Before Identification and Inference: Where the Causal Claim Enters
Several recent posts by Carlos Chavez are on themes close to my recent posts on causality, quasi-experiments etc. I thought discussing their similarities and differences would be interesting. Specifically his posts on inference and identification, and mine on the question: where do causal claims enter research designs at all?
Read together, they help explain why applied work can be technically careful and still rest on weak causal reasoning.
What Chavez Clarifies
Chavez is precise about what inference is in the frequentist tradition: reasoning about uncertainty from finite data.

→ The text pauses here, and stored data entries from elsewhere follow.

//! Translation/locale resolver: language normalization plus the static,
//! offline suggestion tables. Leaf dependency for all user-facing text.

use crate::domain::Language;

/// Topics the suggestion tables cover. Unknown topics fall back to stress.
const TOPICS: [&str; 4] = ["anxiety", "sleep", "stress", "focus"];

pub fn normalize_topic(topic: &str) -> &'static str {
  let t = topic.trim().to_lowercase();
  TOPICS.iter().copied().find(|k| *k == t).unwrap_or("stress")
}

/// Lightweight offline suggestions, keyed by topic and language.
/// No API involved; safe for demos and offline use.
pub fn suggestions(topic: &str, lang: Language) -> Vec<&'static str> {
  let topic = normalize_topic(topic);
  let table: &[(&str, &[&str])] = match lang {
    Language::English => EN_SUGGESTIONS,
    Language::Hindi => HI_SUGGESTIONS,
    Language::Tamil => TA_SUGGESTIONS,
  };
  table
    .iter()
    .find(|(t, _)| *t == topic)
    .map(|(_, items)| items.to_vec())
    .unwrap_or_default()
}

const EN_SUGGESTIONS: &[(&str, &[&str])] = &[
  ("anxiety", &[
    "Try a 60-second box-breathing cycle: 4s inhale, 4s hold, 4s exhale, 4s hold.",
    "Name 5 things you see, 4 you feel, 3 you hear, 2 you smell, 1 you taste.",
    "Write one worry, then write one small action you can do in 5 minutes.",
    "Reduce caffeine today and drink a glass of water now.",
  ]),
  ("sleep", &[
    "Avoid screens 30 minutes before bed; dim lights and keep the room cool.",
    "Do a simple wind-down: stretch 2 minutes + slow breathing 2 minutes.",
    "If you can't sleep in 20 minutes, get up and read something calm.",
    "Set a consistent wake-up time (even on weekends).",
  ]),
  ("stress", &[
    "Do a quick body scan: relax jaw, shoulders, hands, then breathe out slowly.",
    "Pick one task only for the next 10 minutes; ignore everything else.",
    "Take a short walk and focus on your footsteps and breathing.",
    "Drink water + do 5 slow breaths to reset your nervous system.",
  ]),
  ("focus", &[
    "Try 25/5 Pomodoro: 25 minutes work, 5 minutes break.",
    "Clear distractions: silence notifications for 30 minutes.",
    "Write the single next action in one sentence before starting.",
    "Use a timer and stop when it rings, even if not finished.",
  ]),
];

const HI_SUGGESTIONS: &[(&str, &[&str])] = &[
  ("anxiety", &[
    "1 मिनट बॉक्स-ब्रीदिंग करें: 4 सेकंड अंदर, 4 रोकें, 4 बाहर, 4 रोकें।",
    "5-4-3-2-1 ग्राउंडिंग: 5 चीज़ें देखें, 4 महसूस करें, 3 सुनें, 2 सूंघें, 1 स्वाद।",
    "एक चिंता लिखें और उसके लिए 5 मिनट का छोटा एक्शन लिखें।",
    "आज कैफीन कम करें और अभी एक गिलास पानी पिएँ।",
  ]),
  ("sleep", &[
    "सोने से 30 मिनट पहले स्क्रीन बंद करें, लाइट धीमी रखें।",
    "2 मिनट स्ट्रेच + 2 मिनट धीमी सांस वाला विंड-डाउन करें।",
    "20 मिनट में नींद न आए तो उठकर शांत चीज़ पढ़ें।",
    "रोज़ एक ही समय पर उठने की कोशिश करें।",
  ]),
  ("stress", &[
    "बॉडी स्कैन: जबड़ा, कंधे, हाथ ढीले करें और धीरे सांस छोड़ें।",
    "अगले 10 मिनट सिर्फ एक ही काम पर ध्यान दें।",
    "थोड़ी देर टहलें और कदमों/सांस पर ध्यान दें।",
    "पानी पिएँ और 5 धीमी सांसें लें।",
  ]),
  ("focus", &[
    "25/5 पोमोडोरो ट्राय करें: 25 मिनट काम, 5 मिनट ब्रेक।",
    "नोटिफिकेशन 30 मिनट के लिए साइलेंट करें।",
    "शुरू करने से पहले 'अगला एक्शन' एक लाइन में लिखें।",
    "टाइमर लगाएँ और बजते ही रुकें।",
  ]),
];

const TA_SUGGESTIONS: &[(&str, &[&str])] = &[
  ("anxiety", &[
    "1 நிமிடம் Box-breathing: 4 விநாடி உள்ளே, 4 பிடி, 4 வெளியே, 4 பிடி.",
    "5-4-3-2-1 grounding: 5 பார்க்க, 4 உணர, 3 கேட்க, 2 மணம், 1 சுவை.",
    "ஒரு கவலை எழுதுங்கள்; அதற்கான 5 நிமிட சிறு செயலை எழுதுங்கள்.",
    "இன்று காஃபீன் குறைத்து, இப்போ ஒரு கிளாஸ் தண்ணீர் குடிக்கவும்.",
  ]),
  ("sleep", &[
    "தூங்குவதற்கு 30 நிமிடம் முன் ஸ்கிரீன் தவிர்க்கவும்; ஒளியை மங்கலாக்கவும்.",
    "2 நிமிடம் ஸ்ட்ரெட்ச் + 2 நிமிடம் மெதுவான மூச்சு பயிற்சி செய்யவும்.",
    "20 நிமிடம் தூக்கம் வரவில்லை என்றால் எழுந்து அமைதியான வாசிப்பு செய்யவும்.",
    "ஒவ்வொரு நாளும் ஒரே நேரத்தில் எழுந்திருங்கள்.",
  ]),
  ("stress", &[
    "Body scan: தாடை, தோள்கள், கைகள் தளர்த்து மெதுவாக மூச்சை வெளியே விடுங்கள்.",
    "அடுத்த 10 நிமிடம் ஒரே பணியை மட்டும் செய்யுங்கள்.",
    "சிறிய நடை; உங்கள் அடிகள் மற்றும் மூச்சில் கவனம் வையுங்கள்.",
    "தண்ணீர் குடித்து 5 மெதுவான மூச்சுகள் எடுத்துக் கொள்ளுங்கள்.",
  ]),
  ("focus", &[
    "25/5 Pomodoro: 25 நிமிடம் வேலை, 5 நிமிடம் ஓய்வு.",
    "Notifications-ஐ 30 நிமிடத்திற்கு mute செய்யவும்.",
    "தொடங்குவதற்கு முன் 'அடுத்த செயல்' ஒன்றை ஒரு வரியில் எழுதுங்கள்.",
    "Timer வைத்து ஒலித்ததும் நிறுத்துங்கள்.",
  ]),
];

#[cfg(test)]
mod tests {
  use super::*;

  #[test]
  fn unknown_topic_falls_back_to_stress() {
    assert_eq!(normalize_topic("banana"), "stress");
    assert_eq!(normalize_topic("Focus"), "focus");
  }

  #[test]
  fn every_language_covers_every_topic() {
    for lang in [Language::English, Language::Hindi, Language::Tamil] {
      for topic in TOPICS {
        assert!(!suggestions(topic, lang).is_empty(), "{topic} empty for {lang:?}");
      }
    }
  }
}
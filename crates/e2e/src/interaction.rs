//! Interaction dispatcher
//!
//! Clicks go to exactly one element that is visible and attached. The
//! dispatcher only delivers the event; whatever the page does in response
//! is checked by later assertions.

use tracing::{debug, warn};

use crate::assertion::Observation;
use crate::driver::{ElementHandle, ElementSet};
use crate::error::{E2eError, E2eResult};
use crate::scope::Resolve;
use crate::wait::{poll_until, Attempt, PollOutcome, PollPolicy};

/// Why a target was not clickable yet
enum Blocker {
    Missing(ElementSet),
    Hidden,
}

/// Wait until `target` resolves to exactly one visible element
async fn actionable(target: &dyn Resolve, policy: &PollPolicy) -> E2eResult<ElementHandle> {
    let driver = target.driver();
    let outcome = poll_until(policy, move || async move {
        let set = target.resolve().await?;
        match set.len() {
            0 => Ok(Attempt::Retry(Blocker::Missing(set))),
            1 => {
                let element = set.elements[0].clone();
                match driver.is_visible(&element).await {
                    Ok(true) => Ok(Attempt::Done(element)),
                    Ok(false) => Ok(Attempt::Retry(Blocker::Hidden)),
                    Err(e) if e.is_detached() => Ok(Attempt::Retry(Blocker::Missing(set))),
                    Err(e) => Err(e),
                }
            }
            count => Err(E2eError::AmbiguousTarget {
                selector: target.describe_target(),
                count,
            }),
        }
    })
    .await?;

    match outcome {
        PollOutcome::Done(element) => Ok(element),
        PollOutcome::TimedOut { last: Blocker::Missing(set), .. } => {
            let observed = Observation::capture(driver, &set).await;
            Err(E2eError::AssertionTimeout {
                selector: target.describe_target(),
                predicate: "exist for click".to_string(),
                timeout_ms: policy.timeout.as_millis() as u64,
                observed: observed.to_string(),
            })
        }
        PollOutcome::TimedOut { last: Blocker::Hidden, elapsed, .. } => Err(E2eError::NotActionable {
            selector: target.describe_target(),
            reason: format!("still not visible after {} ms", elapsed.as_millis()),
        }),
    }
}

/// Click the single element `target` resolves to.
///
/// If the element is replaced between resolution and dispatch it is
/// re-resolved and the click retried once.
pub async fn click(target: &dyn Resolve, policy: &PollPolicy) -> E2eResult<()> {
    let driver = target.driver();
    let mut retried = false;

    loop {
        let element = actionable(target, policy).await?;
        match driver.dispatch_click(&element).await {
            Ok(()) => {
                debug!("Clicked {}", target.describe_target());
                return Ok(());
            }
            Err(e) if e.is_detached() && !retried => {
                warn!("{} detached before click; re-resolving", target.describe_target());
                retried = true;
            }
            Err(E2eError::DetachedElement { .. }) => {
                return Err(E2eError::DetachedElement {
                    selector: target.describe_target(),
                });
            }
            Err(E2eError::NotActionable { reason, .. }) => {
                return Err(E2eError::NotActionable {
                    selector: target.describe_target(),
                    reason,
                });
            }
            Err(e) => return Err(e),
        }
    }
}

#[cfg(test)]
mod tests {
    use crate::config::HarnessConfig;
    use crate::error::E2eError;
    use crate::fixture;
    use crate::memory::{Faults, MemoryFactory};
    use crate::session::SessionController;
    use std::sync::Arc;
    use std::time::Duration;

    const BASE: &str = "http://shop.test/";

    fn controller(factory: MemoryFactory) -> SessionController {
        let config = HarnessConfig {
            base_url: BASE.to_string(),
            ..Default::default()
        };
        SessionController::new(Arc::new(factory), config).unwrap()
    }

    #[tokio::test(start_paused = true)]
    async fn test_click_selects_category() {
        let page = controller(fixture::storefront(BASE)).begin(BASE).await.unwrap();
        let list = page.within(r#"[data-testid="categories-list"]"#).unwrap();

        list.get(r#"[data-elementid="electronics"]"#).unwrap().click().await.unwrap();

        list.get(r#"[data-elementid="electronics"]"#)
            .unwrap()
            .should_have_attribute("data-selected", "true")
            .await
            .unwrap();
    }

    #[tokio::test(start_paused = true)]
    async fn test_click_on_many_is_ambiguous() {
        let page = controller(fixture::storefront(BASE)).begin(BASE).await.unwrap();
        let err = page
            .get(r#"[data-testid="category-item"]"#)
            .unwrap()
            .click()
            .await
            .unwrap_err();

        match err {
            E2eError::AmbiguousTarget { count, .. } => assert_eq!(count, 4),
            other => panic!("expected AmbiguousTarget, got {other}"),
        }
    }

    #[tokio::test(start_paused = true)]
    async fn test_click_on_nothing_times_out() {
        let page = controller(fixture::storefront(BASE)).begin(BASE).await.unwrap();
        let err = page
            .get(r#"[data-elementid="books"]"#)
            .unwrap()
            .timeout(Duration::from_millis(200))
            .click()
            .await
            .unwrap_err();

        assert!(matches!(err, E2eError::AssertionTimeout { timeout_ms: 200, .. }));
    }

    #[tokio::test(start_paused = true)]
    async fn test_detached_click_is_retried_once() {
        let factory = fixture::storefront(BASE).with_faults(Faults { stale_clicks: 1, ..Default::default() });
        let page = controller(factory).begin(BASE).await.unwrap();

        page.get(r#"[data-elementid="jewelery"]"#).unwrap().click().await.unwrap();
        page.get(r#"[data-selected="true"]"#)
            .unwrap()
            .should_have_attribute("data-elementid", "jewelery")
            .await
            .unwrap();
    }

    #[tokio::test(start_paused = true)]
    async fn test_detached_twice_fails() {
        let factory = fixture::storefront(BASE).with_faults(Faults { stale_clicks: 2, ..Default::default() });
        let page = controller(factory).begin(BASE).await.unwrap();

        let err = page
            .get(r#"[data-elementid="jewelery"]"#)
            .unwrap()
            .click()
            .await
            .unwrap_err();

        match err {
            E2eError::DetachedElement { selector } => {
                assert_eq!(selector, r#"[data-elementid="jewelery"]"#)
            }
            other => panic!("expected DetachedElement, got {other}"),
        }
    }
}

The target parameter is fixed; estimates vary across hypothetical repetitions.
Standard errors, confidence intervals, and p-values describe that variation. They are not probabilities about hypotheses or effects.

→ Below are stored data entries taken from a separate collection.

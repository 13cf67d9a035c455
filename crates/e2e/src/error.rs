//! Error types for E2E testing

use thiserror::Error;

#[derive(Error, Debug)]
pub enum E2eError {
    #[error("Navigation to {url} failed: {reason}")]
    Navigation { url: String, reason: String },

    #[error("Timed out after {timeout_ms} ms waiting for {selector} to {predicate}; last observed {observed}")]
    AssertionTimeout {
        selector: String,
        predicate: String,
        timeout_ms: u64,
        observed: String,
    },

    #[error("Ambiguous target: {selector} matched {count} elements, expected exactly 1")]
    AmbiguousTarget { selector: String, count: usize },

    #[error("Element detached from the DOM: {selector}")]
    DetachedElement { selector: String },

    #[error("Element not actionable: {selector} ({reason})")]
    NotActionable { selector: String, reason: String },

    #[error("Invalid selector {selector:?}: {reason}")]
    InvalidSelector { selector: String, reason: String },

    #[error("Selector {selector:?} targets presentation (id/class); use a data-* attribute")]
    SelectorPolicy { selector: String },

    #[error("Driver error: {0}")]
    Driver(String),

    #[error("Test spec parse error: {0}")]
    SpecParse(String),

    #[error("Invalid configuration: {0}")]
    Config(String),

    #[error("IO error: {0}")]
    Io(#[from] std::io::Error),

    #[error("JSON error: {0}")]
    Json(#[from] serde_json::Error),

    #[error("YAML error: {0}")]
    Yaml(#[from] serde_yaml::Error),

    #[error("TOML error: {0}")]
    Toml(#[from] toml::de::Error),

    #[error("HTTP error: {0}")]
    Http(#[from] reqwest::Error),
}

impl E2eError {
    /// Detached handles are worth one re-resolution before giving up.
    pub fn is_detached(&self) -> bool {
        matches!(self, E2eError::DetachedElement { .. })
    }
}

pub type E2eResult<T> = Result<T, E2eError>;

A central point in his inference piece is that none of this makes sense without a real source of variation. Sampling, randomization, or a well-defined assignment mechanism has to exist. Without it, inferential results drift away from the problem they are supposed to address.

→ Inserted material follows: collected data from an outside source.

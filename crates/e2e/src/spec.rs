//! Declarative YAML test suites

use serde::{Deserialize, Serialize};
use std::path::Path;
use std::time::Duration;

use crate::assertion::Predicate;
use crate::error::{E2eError, E2eResult};
use crate::selector::Selector;

/// A suite of test cases that all start from the same page
#[derive(Debug, Clone, Serialize, Deserialize)]
pub struct TestSuite {
    /// Unique name for this suite
    pub name: String,

    /// Human-readable description
    #[serde(default)]
    pub description: String,

    /// Path (or absolute URL) loaded before every test case, resolved
    /// against `base_url`
    #[serde(default)]
    pub visit: String,

    /// Tags for filtering suites
    #[serde(default)]
    pub tags: Vec<String>,

    pub tests: Vec<TestCase>,
}

/// One independent test case
#[derive(Debug, Clone, Serialize, Deserialize)]
pub struct TestCase {
    pub name: String,

    /// Steps to execute in order
    pub steps: Vec<TestStep>,
}

/// A single step in a test case
#[derive(Debug, Clone, Serialize, Deserialize)]
#[serde(tag = "action", rename_all = "snake_case")]
pub enum TestStep {
    /// Run nested steps with queries restricted to `selector`
    Within {
        selector: Selector,
        steps: Vec<TestStep>,
    },

    /// Assert something about the elements matching `selector`
    Assert {
        selector: Selector,
        #[serde(default)]
        length: Option<usize>,
        #[serde(default)]
        exists: Option<bool>,
        #[serde(default)]
        visible: bool,
        #[serde(default)]
        attribute: Option<AttributeAssertion>,
        #[serde(default)]
        timeout_ms: Option<u64>,
    },

    /// Click the single element matching `selector`
    Click {
        selector: Selector,
        #[serde(default)]
        timeout_ms: Option<u64>,
    },

    /// Log a message (for debugging)
    Log {
        message: String,
    },
}

#[derive(Debug, Clone, Serialize, Deserialize)]
pub struct AttributeAssertion {
    pub name: String,
    pub value: String,
}

impl TestStep {
    /// Short name used in results, e.g. `assert:[data-selected="true"]`
    pub fn name(&self) -> String {
        match self {
            TestStep::Within { selector, .. } => format!("within:{}", selector),
            TestStep::Assert { selector, .. } => format!("assert:{}", selector),
            TestStep::Click { selector, .. } => format!("click:{}", selector),
            TestStep::Log { message } => {
                let short: String = message.chars().take(30).collect();
                format!("log:{}", short)
            }
        }
    }

    /// Predicates of an `assert` step, in the order they are checked
    pub fn predicates(&self) -> Vec<Predicate> {
        let TestStep::Assert { length, exists, visible, attribute, .. } = self else {
            return Vec::new();
        };
        let mut predicates = Vec::new();
        match exists {
            Some(true) => predicates.push(Predicate::Exist),
            Some(false) => predicates.push(Predicate::NotExist),
            None => {}
        }
        if let Some(n) = length {
            predicates.push(Predicate::HaveLength(*n));
        }
        if *visible {
            predicates.push(Predicate::BeVisible);
        }
        if let Some(attr) = attribute {
            predicates.push(Predicate::HaveAttribute {
                name: attr.name.clone(),
                value: attr.value.clone(),
            });
        }
        predicates
    }

    /// Per-step timeout override
    pub fn timeout(&self) -> Option<Duration> {
        match self {
            TestStep::Assert { timeout_ms, .. } | TestStep::Click { timeout_ms, .. } => {
                timeout_ms.map(Duration::from_millis)
            }
            _ => None,
        }
    }

    fn validate(&self, case: &str) -> E2eResult<()> {
        match self {
            TestStep::Assert { exists: Some(false), length: Some(n), .. } if *n > 0 => {
                Err(E2eError::SpecParse(format!(
                    "{}: {} asks for exists: false and length: {}",
                    case,
                    self.name(),
                    n
                )))
            }
            TestStep::Assert { .. } if self.predicates().is_empty() => Err(E2eError::SpecParse(format!(
                "{}: {} has nothing to assert",
                case,
                self.name()
            ))),
            TestStep::Within { steps, .. } => steps.iter().try_for_each(|s| s.validate(case)),
            _ => Ok(()),
        }
    }
}

impl TestSuite {
    /// Parse a suite from YAML string
    pub fn from_yaml(yaml: &str) -> E2eResult<Self> {
        let suite: Self = serde_yaml::from_str(yaml)?;
        suite.validate()?;
        Ok(suite)
    }

    /// Parse a suite from a YAML file
    pub fn from_file(path: &Path) -> E2eResult<Self> {
        let content = std::fs::read_to_string(path)?;
        Self::from_yaml(&content)
            .map_err(|e| E2eError::SpecParse(format!("{}: {}", path.display(), e)))
    }

    /// Load one file, or every `.yaml`/`.yml` file under a directory
    pub fn load_all(path: &Path) -> E2eResult<Vec<Self>> {
        if path.is_file() {
            return Ok(vec![Self::from_file(path)?]);
        }

        let mut files: Vec<_> = walkdir::WalkDir::new(path)
            .into_iter()
            .filter_map(|e| e.ok())
            .filter(|e| {
                e.path()
                    .extension()
                    .map(|ext| ext == "yaml" || ext == "yml")
                    .unwrap_or(false)
            })
            .map(|e| e.into_path())
            .collect();
        files.sort();

        files.iter().map(|f| Self::from_file(f)).collect()
    }

    /// Filter suites by tag
    pub fn filter_by_tag<'a>(suites: &'a [Self], tag: &str) -> Vec<&'a Self> {
        suites.iter().filter(|s| s.tags.iter().any(|t| t == tag)).collect()
    }

    pub fn validate(&self) -> E2eResult<()> {
        if self.tests.is_empty() {
            return Err(E2eError::SpecParse(format!("suite {} has no tests", self.name)));
        }
        for case in &self.tests {
            for step in &case.steps {
                step.validate(&case.name)?;
            }
        }
        Ok(())
    }
}

#[cfg(test)]
mod tests {
    use super::*;

    const CATEGORIES: &str = r#"
name: categories
description: Category selection filters the product list
visit: /
tags:
  - smoke
tests:
  - name: starts with no categories selected
    steps:
      - action: within
        selector: '[data-testid="categories-list"]'
        steps:
          - action: assert
            selector: '[data-testid="category-item"]'
            length: 4
          - action: assert
            selector: '[data-selected="false"]'
            length: 4
  - name: selecting a category filters the list
    steps:
      - action: click
        selector: '[data-elementid="electronics"]'
        timeout_ms: 8000
      - action: assert
        selector: '[data-testid="product-link"]'
        length: 6
"#;

    #[test]
    fn test_parse_suite() {
        let suite = TestSuite::from_yaml(CATEGORIES).unwrap();
        assert_eq!(suite.name, "categories");
        assert_eq!(suite.tests.len(), 2);

        let TestStep::Within { selector, steps } = &suite.tests[0].steps[0] else {
            panic!("expected a within step");
        };
        assert_eq!(selector, &Selector::test_id("categories-list"));
        assert_eq!(steps[1].predicates(), vec![Predicate::HaveLength(4)]);

        let click = &suite.tests[1].steps[0];
        assert_eq!(click.name(), r#"click:[data-elementid="electronics"]"#);
        assert_eq!(click.timeout(), Some(Duration::from_millis(8000)));
    }

    #[test]
    fn test_predicates_combine_in_order() {
        let step: TestStep = serde_yaml::from_str(
            r#"
action: assert
selector: '[data-elementid="jewelery"]'
exists: true
visible: true
attribute:
  name: data-selected
  value: "true"
"#,
        )
        .unwrap();
        assert_eq!(
            step.predicates(),
            vec![
                Predicate::Exist,
                Predicate::BeVisible,
                Predicate::HaveAttribute {
                    name: "data-selected".into(),
                    value: "true".into()
                },
            ]
        );
    }

    #[test]
    fn test_empty_assert_is_rejected() {
        let yaml = r#"
name: broken
tests:
  - name: nothing to check
    steps:
      - action: assert
        selector: '[data-testid="product-link"]'
"#;
        assert!(matches!(TestSuite::from_yaml(yaml), Err(E2eError::SpecParse(_))));
    }

    #[test]
    fn test_contradictory_assert_is_rejected() {
        let yaml = r#"
name: broken
tests:
  - name: both
    steps:
      - action: within
        selector: '[data-testid="categories-list"]'
        steps:
          - action: assert
            selector: '[data-selected="true"]'
            exists: false
            length: 1
"#;
        assert!(matches!(TestSuite::from_yaml(yaml), Err(E2eError::SpecParse(_))));
    }

    #[test]
    fn test_bad_selector_fails_parse() {
        let yaml = r#"
name: broken
tests:
  - name: bad
    steps:
      - action: click
        selector: '[data-elementid="electronics"'
"#;
        assert!(TestSuite::from_yaml(yaml).is_err());
    }

    #[test]
    fn test_sleep_is_not_a_step() {
        let yaml = r#"
name: sleepy
tests:
  - name: waits
    steps:
      - action: sleep
        ms: 1000
"#;
        assert!(TestSuite::from_yaml(yaml).is_err());
    }

    #[test]
    fn test_load_all_from_directory() {
        let dir = tempfile::tempdir().unwrap();
        std::fs::write(dir.path().join("b.yaml"), CATEGORIES.replace("name: categories", "name: b")).unwrap();
        std::fs::write(dir.path().join("a.yml"), CATEGORIES.replace("name: categories", "name: a")).unwrap();
        std::fs::write(dir.path().join("notes.txt"), "not a suite").unwrap();

        let suites = TestSuite::load_all(dir.path()).unwrap();
        let names: Vec<_> = suites.iter().map(|s| s.name.as_str()).collect();
        assert_eq!(names, vec!["a", "b"]);
        assert_eq!(TestSuite::filter_by_tag(&suites, "smoke").len(), 2);
    }
}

This is why choices that look technical matter:
clustering decisions
heteroskedastic-robust errors
weak-instrument diagnostics
RD bandwidths
They encode assumptions about dependence, repetition, and what would change if the study were run again.
In his post on identification, Chavez pushes the logic one step back. Identification is not about precision but whether the assumptions plus the data pin down an object at all. Infinite data cannot rescue a failure of identification; noisy data do not preclude it.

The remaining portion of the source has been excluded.